(Beginning of Data shown)

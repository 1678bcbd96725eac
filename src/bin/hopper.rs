//! Binary entry point for the hopper graph-preparation tools.
#![forbid(unsafe_code)]

use std::error::Error;
use std::path::PathBuf;

use clap::{Parser, Subcommand, ValueEnum};
use hopper::{
    csr::{self, InspectReport},
    invec,
    logging::init_logging,
    partition::{self, SplitReport},
    prepare::{self, PrepareOptions, PrepareReport},
};

#[derive(Parser, Debug)]
#[command(
    name = "hopper",
    version,
    about = "Graph input preparation for the compressed-graph encoder",
    disable_help_subcommand = true
)]
struct Cli {
    #[arg(
        long,
        global = true,
        value_enum,
        default_value_t = OutputFormat::Text,
        help = "Output format for structured responses"
    )]
    format: OutputFormat,

    #[arg(
        long,
        global = true,
        default_value = "warn",
        help = "Log filter used when RUST_LOG is unset"
    )]
    log_level: String,

    #[command(subcommand)]
    command: Command,
}

#[derive(Subcommand, Debug)]
enum Command {
    #[command(about = "Encode a graph-text file into a CSR binary")]
    Encode {
        #[arg(value_name = "INPUT")]
        input: PathBuf,

        #[arg(value_name = "OUTPUT")]
        output: PathBuf,
    },

    #[command(about = "Decode and print a CSR binary file")]
    Inspect {
        #[arg(value_name = "INPUT")]
        input: PathBuf,

        #[arg(long, help = "Also list every node's adjacency")]
        adjacency: bool,
    },

    #[command(about = "Split a graph-text file into row-aligned partitions")]
    Split {
        #[arg(value_name = "INPUT")]
        input: PathBuf,

        #[arg(value_name = "BLOCKS")]
        blocks: u32,
    },

    #[command(about = "Write a fixed-pattern test vector for the encoder")]
    Invec {
        #[arg(value_name = "NNODES")]
        nnodes: u64,

        #[arg(
            long,
            value_name = "PATH",
            help = "Output path (defaults to invec{NNODES})"
        )]
        out: Option<PathBuf>,
    },

    #[command(about = "Split, then encode every partition to CSR")]
    Prepare {
        #[arg(value_name = "INPUT")]
        input: PathBuf,

        #[arg(value_name = "BLOCKS")]
        blocks: u32,

        #[arg(
            long,
            value_name = "BIN",
            help = "External encoder to run on each partition's CSR file"
        )]
        encoder: Option<PathBuf>,
    },
}

#[derive(Copy, Clone, Debug, Eq, PartialEq, ValueEnum)]
enum OutputFormat {
    Text,
    Json,
}

fn main() {
    if let Err(err) = run() {
        eprintln!("error: {err}");
        std::process::exit(1);
    }
}

fn run() -> Result<(), Box<dyn Error>> {
    let cli = Cli::parse();
    let filter = std::env::var("RUST_LOG").unwrap_or_else(|_| cli.log_level.clone());
    init_logging(&filter)?;

    match cli.command {
        Command::Encode { input, output } => {
            csr::encode_file(&input, &output)?;
            println!("Encoded {} into {}", input.display(), output.display());
        }
        Command::Inspect { input, adjacency } => {
            let report = csr::inspect(&input, adjacency)?;
            emit(&cli.format, &report, |fmt| print_inspect_text(fmt, &report))?;
        }
        Command::Split { input, blocks } => {
            let report = partition::split(&input, blocks)?;
            emit(&cli.format, &report, |fmt| print_split_text(fmt, &report))?;
        }
        Command::Invec { nnodes, out } => {
            let path = out.unwrap_or_else(|| invec::default_path(nnodes));
            invec::write(nnodes, &path)?;
            println!("Wrote {nnodes} values to {}", path.display());
        }
        Command::Prepare {
            input,
            blocks,
            encoder,
        } => {
            let opts = PrepareOptions { encoder };
            let report = prepare::run(&input, blocks, &opts)?;
            emit(&cli.format, &report, |fmt| print_prepare_text(fmt, &report))?;
        }
    }

    Ok(())
}

fn emit<T, F>(format: &OutputFormat, value: &T, printer: F) -> Result<(), Box<dyn Error>>
where
    T: serde::Serialize,
    F: Fn(OutputFormat),
{
    match format {
        OutputFormat::Json => {
            let json = serde_json::to_string_pretty(value)?;
            println!("{json}");
        }
        OutputFormat::Text => printer(OutputFormat::Text),
    }
    Ok(())
}

fn print_inspect_text(_: OutputFormat, report: &InspectReport) {
    println!("File: {}", report.path);
    println!(
        "Header: edge_width_tag={} node_width_tag={} nnodes={}",
        report.edge_width_tag, report.node_width_tag, report.nnodes
    );
    println!("Edges: {}", report.edge_count);
    println!("Offsets: {:?}", report.offsets);
    if report.expected_len == report.actual_len {
        println!("Size: {} bytes", report.actual_len);
    } else {
        println!(
            "Size: {} bytes on disk, {} expected from contents",
            report.actual_len, report.expected_len
        );
    }
    if let Some(adjacency) = &report.adjacency {
        for (node, targets) in adjacency.iter().enumerate() {
            println!("{node}: {targets:?}");
        }
    }
}

fn print_split_text(_: OutputFormat, report: &SplitReport) {
    println!(
        "Split {} rows into {} blocks of {} rows",
        report.rows, report.blocks, report.row_block_size
    );
    for path in &report.outputs {
        println!("  {path}");
    }
}

fn print_prepare_text(_: OutputFormat, report: &PrepareReport) {
    println!(
        "Prepared {} partitions of {} rows in {:.2} ms",
        report.blocks, report.rows, report.duration_ms
    );
    for part in &report.partitions {
        match &part.encoded {
            Some(encoded) => println!(
                "  tid={}: {} => {} => {}",
                part.tid, part.graph_text, part.csr, encoded
            ),
            None => println!("  tid={}: {} => {}", part.tid, part.graph_text, part.csr),
        }
    }
}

(End of Data shown)

▸ Exercise prompt: Please print out every entry again, exactly as it reads.

▸ Task answer:
repository 1678bcbd96725eac
filename src/bin/hopper.rs
//! Binary entry point for the hopper graph-preparation tools.
#![forbid(unsafe_code)]

use std::error::Error;
use std::path::PathBuf;

use clap::{Parser, Subcommand, ValueEnum};
use hopper::{
    csr::{self, InspectReport},
    invec,
    logging::init_logging,
    partition::{self, SplitReport},
    prepare::{self, PrepareOptions, PrepareReport},
};

#[derive(Parser, Debug)]
#[command(
    name = "hopper",
    version,
    about = "Graph input preparation for the compressed-graph encoder",
    disable_help_subcommand = true
)]
struct Cli {
    #[arg(
        long,
        global = true,
        value_enum,
        default_value_t = OutputFormat::Text,
        help = "Output format for structured responses"
    )]
    format: OutputFormat,

    #[arg(
        long,
        global = true,
        default_value = "warn",
        help = "Log filter used when RUST_LOG is unset"
    )]
    log_level: String,

    #[command(subcommand)]
    command: Command,
}

#[derive(Subcommand, Debug)]
enum Command {
    #[command(about = "Encode a graph-text file into a CSR binary")]
    Encode {
        #[arg(value_name = "INPUT")]
        input: PathBuf,

        #[arg(value_name = "OUTPUT")]
        output: PathBuf,
    },

    #[command(about = "Decode and print a CSR binary file")]
    Inspect {
        #[arg(value_name = "INPUT")]
        input: PathBuf,

        #[arg(long, help = "Also list every node's adjacency")]
        adjacency: bool,
    },

    #[command(about = "Split a graph-text file into row-aligned partitions")]
    Split {
        #[arg(value_name = "INPUT")]
        input: PathBuf,

        #[arg(value_name = "BLOCKS")]
        blocks: u32,
    },

    #[command(about = "Write a fixed-pattern test vector for the encoder")]
    Invec {
        #[arg(value_name = "NNODES")]
        nnodes: u64,

        #[arg(
            long,
            value_name = "PATH",
            help = "Output path (defaults to invec{NNODES})"
        )]
        out: Option<PathBuf>,
    },

    #[command(about = "Split, then encode every partition to CSR")]
    Prepare {
        #[arg(value_name = "INPUT")]
        input: PathBuf,

        #[arg(value_name = "BLOCKS")]
        blocks: u32,

        #[arg(
            long,
            value_name = "BIN",
            help = "External encoder to run on each partition's CSR file"
        )]
        encoder: Option<PathBuf>,
    },
}

#[derive(Copy, Clone, Debug, Eq, PartialEq, ValueEnum)]
enum OutputFormat {
    Text,
    Json,
}

fn main() {
    if let Err(err) = run() {
        eprintln!("error: {err}");
        std::process::exit(1);
    }
}

fn run() -> Result<(), Box<dyn Error>> {
    let cli = Cli::parse();
    let filter = std::env::var("RUST_LOG").unwrap_or_else(|_| cli.log_level.clone());
    init_logging(&filter)?;

    match cli.command {
        Command::Encode { input, output } => {
            csr::encode_file(&input, &output)?;
            println!("Encoded {} into {}", input.display(), output.display());
        }
        Command::Inspect { input, adjacency } => {
            let report = csr::inspect(&input, adjacency)?;
            emit(&cli.format, &report, |fmt| print_inspect_text(fmt, &report))?;
        }
        Command::Split { input, blocks } => {
            let report = partition::split(&input, blocks)?;
            emit(&cli.format, &report, |fmt| print_split_text(fmt, &report))?;
        }
        Command::Invec { nnodes, out } => {
            let path = out.unwrap_or_else(|| invec::default_path(nnodes));
            invec::write(nnodes, &path)?;
            println!("Wrote {nnodes} values to {}", path.display());
        }
        Command::Prepare {
            input,
            blocks,
            encoder,
        } => {
            let opts = PrepareOptions { encoder };
            let report = prepare::run(&input, blocks, &opts)?;
            emit(&cli.format, &report, |fmt| print_prepare_text(fmt, &report))?;
        }
    }

    Ok(())
}

fn emit<T, F>(format: &OutputFormat, value: &T, printer: F) -> Result<(), Box<dyn Error>>
where
    T: serde::Serialize,
    F: Fn(OutputFormat),
{
    match format {
        OutputFormat::Json => {
            let json = serde_json::to_string_pretty(value)?;
            println!("{json}");
        }
        OutputFormat::Text => printer(OutputFormat::Text),
    }
    Ok(())
}

fn print_inspect_text(_: OutputFormat, report: &InspectReport) {
    println!("File: {}", report.path);
    println!(
        "Header: edge_width_tag={} node_width_tag={} nnodes={}",
        report.edge_width_tag, report.node_width_tag, report.nnodes
    );
    println!("Edges: {}", report.edge_count);
    println!("Offsets: {:?}", report.offsets);
    if report.expected_len == report.actual_len {
        println!("Size: {} bytes", report.actual_len);
    } else {
        println!(
            "Size: {} bytes on disk, {} expected from contents",
            report.actual_len, report.expected_len
        );
    }
    if let Some(adjacency) = &report.adjacency {
        for (node, targets) in adjacency.iter().enumerate() {
            println!("{node}: {targets:?}");
        }
    }
}

fn print_split_text(_: OutputFormat, report: &SplitReport) {
    println!(
        "Split {} rows into {} blocks of {} rows",
        report.rows, report.blocks, report.row_block_size
    );
    for path in &report.outputs {
        println!("  {path}");
    }
}

fn print_prepare_text(_: OutputFormat, report: &PrepareReport) {
    println!(
        "Prepared {} partitions of {} rows in {:.2} ms",
        report.blocks, report.rows, report.duration_ms
    );
    for part in &report.partitions {
        match &part.encoded {
            Some(encoded) => println!(
                "  tid={}: {} => {} => {}",
                part.tid, part.graph_text, part.csr, encoded
            ),
            None => println!("  tid={}: {} => {}", part.tid, part.graph_text, part.csr),
        }
    }
}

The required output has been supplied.